**What is being asked:**
Please filter the listing for the string "types" and copy each matching line.

Start of Exercise data

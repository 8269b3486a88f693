//! Public types for the agent-link client
//!
//! This module contains the shared types used across the crate.

mod config;
mod error;
mod message;

pub use config::{
    ClientConfig, ClientSettings, DEFAULT_CALL_TIMEOUT, DEFAULT_CLIENT_NAME,
    DEFAULT_CONNECT_TIMEOUT, DEFAULT_HANDSHAKE_TIMEOUT,
};
pub use error::{ClientError, ErrorCode, Result, RpcError};
pub(crate) use message::timestamp;
pub use message::{
    AssistantBody, AssistantMessage, ChatMessage, ItemContent, PermissionDenial, StoredItem,
    Timestamp, UserMessage,
};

End of Exercise data

**Result of the task:**
//! Public types for the agent-link client
//! This module contains the shared types used across the crate.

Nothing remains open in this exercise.